でもねえ、北朝鮮って、国際間の約束を履行しない国として有名ですし、無論アメリカも其れは疾うに分かっているでしょう。水面下では、虚々実々の凄まじい駆け引きがあったと思いますよ。何れにせよ、北朝鮮の後ろに控えている中国やロシア、日米韓も勿論加わり、軍事力に経済力に天然資源、そして心理戦と情報戦と利害関係が複雑に絡まり合った、パワーゲームの始まりでしょう。しかしねェ、その人智を振り絞った戦いに、今の総理や外務大臣で、果たして日本は勝ち抜けるんですかねえ、僕、甚だ疑問です。だって、今の外務大臣の河野太郎、かっては原発を停止すべきと声高に語っていたのに、要職に就いてからは、一言も其れを謂わなくなったでしょ。こんな二枚舌で裏表のある奴に、外交を任せて本当に大丈夫!?

僕、つくづく思うんですが、昔の外務大臣は、人格識見に優れた方が沢山居ました。其の中でも、名外務大臣と謂えば、此れは僕の勝手な選出ですが、陸奥宗光、小村寿太郎の両巨頭でしょうねえ。先ず、陸奥宗光ですけれど、坂本竜馬の直弟子でありまして、「カミソリ陸奥」と呼ばれた程、頭脳明敏だったとか。シャープな二枚目で運動神経抜群、英語もドイツ語も中国語もペラペラ、又、恩師の坂本竜馬が暗殺された際は、新撰組と斬り合いをした程の度胸の持ち主でした。其の陸奥先生が外務大臣となり、日本が15か国と結ばされていた、不平等条約を全て改正するんですね。しかも日清戦争を勝利に導きました。天晴な大仕事と謂えましょう。そして、日露戦争の際に日英同盟を結び、日本を大勝利に導き、終戦後のポーツマス条約まで結んだ小村寿太郎は、陸奥先生のお弟子さんでして、師匠とは異なり、容姿には余り恵まれず、150㌢も無い小男でした。外国では、「ネズミ公使」と小馬鹿にされていたんですね。しかし男子たるもの、大事なのは心意気でありまして、小村先生はガッツと胆力と知性の塊でした。親が造った大借金は一生を掛けて完済しましたし、特待生として東京帝大を出て、ハーバード大と、其の法科大学院を抜群の成績で卒業した程の頭脳の持ち主でした。ロシアやアメリカやイギリスの無理難題にも決して引かず、英露両国語はペラペラ、多くの書籍を翻訳した事でも知られており、そりゃあねえ、英米独から5つも勲章を貰える筈ですよ。
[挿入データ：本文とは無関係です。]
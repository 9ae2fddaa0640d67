// src/config.rs

use std::{env, fmt, path::PathBuf};

use axum::http::HeaderValue;
use dotenvy::dotenv;
use url::Url;

#[derive(Debug, Clone)]
pub struct Config {
    /// PostgreSQL connection string. Without one the in-memory store is used.
    pub database_url: Option<String>,
    pub jwt_secret: String,
    /// Token lifetime in seconds.
    pub jwt_expiration: u64,
    pub rust_log: String,
    pub port: u16,
    pub upload_dir: PathBuf,
    /// Base for public media URLs; always ends with '/'.
    pub public_base_url: Url,
    pub cors_origin: HeaderValue,
    pub max_upload_bytes: usize,
}

#[derive(Debug)]
pub enum ConfigError {
    Missing(&'static str),
    Invalid(&'static str, String),
}

impl fmt::Display for ConfigError {
    fn fmt(&self, f: &mut fmt::Formatter<'_>) -> fmt::Result {
        match self {
            ConfigError::Missing(key) => write!(f, "{} must be set", key),
            ConfigError::Invalid(key, reason) => write!(f, "{} is invalid: {}", key, reason),
        }
    }
}

impl std::error::Error for ConfigError {}

fn parsed<T: std::str::FromStr>(key: &'static str, default: T) -> Result<T, ConfigError>
where
    T::Err: fmt::Display,
{
    match env::var(key) {
        Ok(raw) => raw
            .trim()
            .parse()
            .map_err(|e: T::Err| ConfigError::Invalid(key, e.to_string())),
        Err(_) => Ok(default),
    }
}

/// Parses a base URL, forcing a trailing slash so relative joins append.
pub fn base_url(raw: &str) -> Result<Url, url::ParseError> {
    if raw.ends_with('/') {
        Url::parse(raw)
    } else {
        Url::parse(&format!("{}/", raw))
    }
}

impl Config {
    pub fn from_env() -> Result<Self, ConfigError> {
        dotenv().ok();

        let database_url = env::var("DATABASE_URL").ok().filter(|v| !v.trim().is_empty());

        let jwt_secret = env::var("JWT_SECRET").map_err(|_| ConfigError::Missing("JWT_SECRET"))?;

        let jwt_expiration = parsed("JWT_EXPIRATION", 86_400u64)?;

        let rust_log = env::var("RUST_LOG").unwrap_or_else(|_| "info".to_string());

        let port = parsed("PORT", 8000u16)?;

        let upload_dir = env::var("UPLOAD_DIR")
            .map(PathBuf::from)
            .unwrap_or_else(|_| PathBuf::from("uploads"));

        let public_base_url = env::var("PUBLIC_BASE_URL")
            .unwrap_or_else(|_| format!("http://localhost:{}", port));
        let public_base_url = base_url(&public_base_url)
            .map_err(|e| ConfigError::Invalid("PUBLIC_BASE_URL", e.to_string()))?;

        let cors_origin = env::var("CORS_ORIGIN")
            .unwrap_or_else(|_| "http://localhost:3000".to_string())
            .parse::<HeaderValue>()
            .map_err(|e| ConfigError::Invalid("CORS_ORIGIN", e.to_string()))?;

        let max_upload_mb = parsed("MAX_UPLOAD_MB", 100usize)?;

        Ok(Self {
            database_url,
            jwt_secret,
            jwt_expiration,
            rust_log,
            port,
            upload_dir,
            public_base_url,
            cors_origin,
            max_upload_bytes: max_upload_mb.saturating_mul(1024 * 1024),
        })
    }
}

#[cfg(test)]
mod tests {
    use super::*;

    #[test]
    fn base_url_gains_trailing_slash() {
        let url = base_url("http://localhost:8000/app").unwrap();
        assert_eq!(url.join("media/x.png").unwrap().as_str(), "http://localhost:8000/app/media/x.png");
        assert!(base_url("not a url").is_err());
    }
}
此の他にも、幣原喜重郎に重光葵、副島種臣に後藤新平、日本が産んだ名外務大臣って、枚挙に暇がありませんけれど、皆さん、学識深く経験豊か、人脈が広く外国語を解し、芸術を愛したスポーツマン揃いでした。しかし、今の日本の政界に、上記の様な大人物達って居るのから…。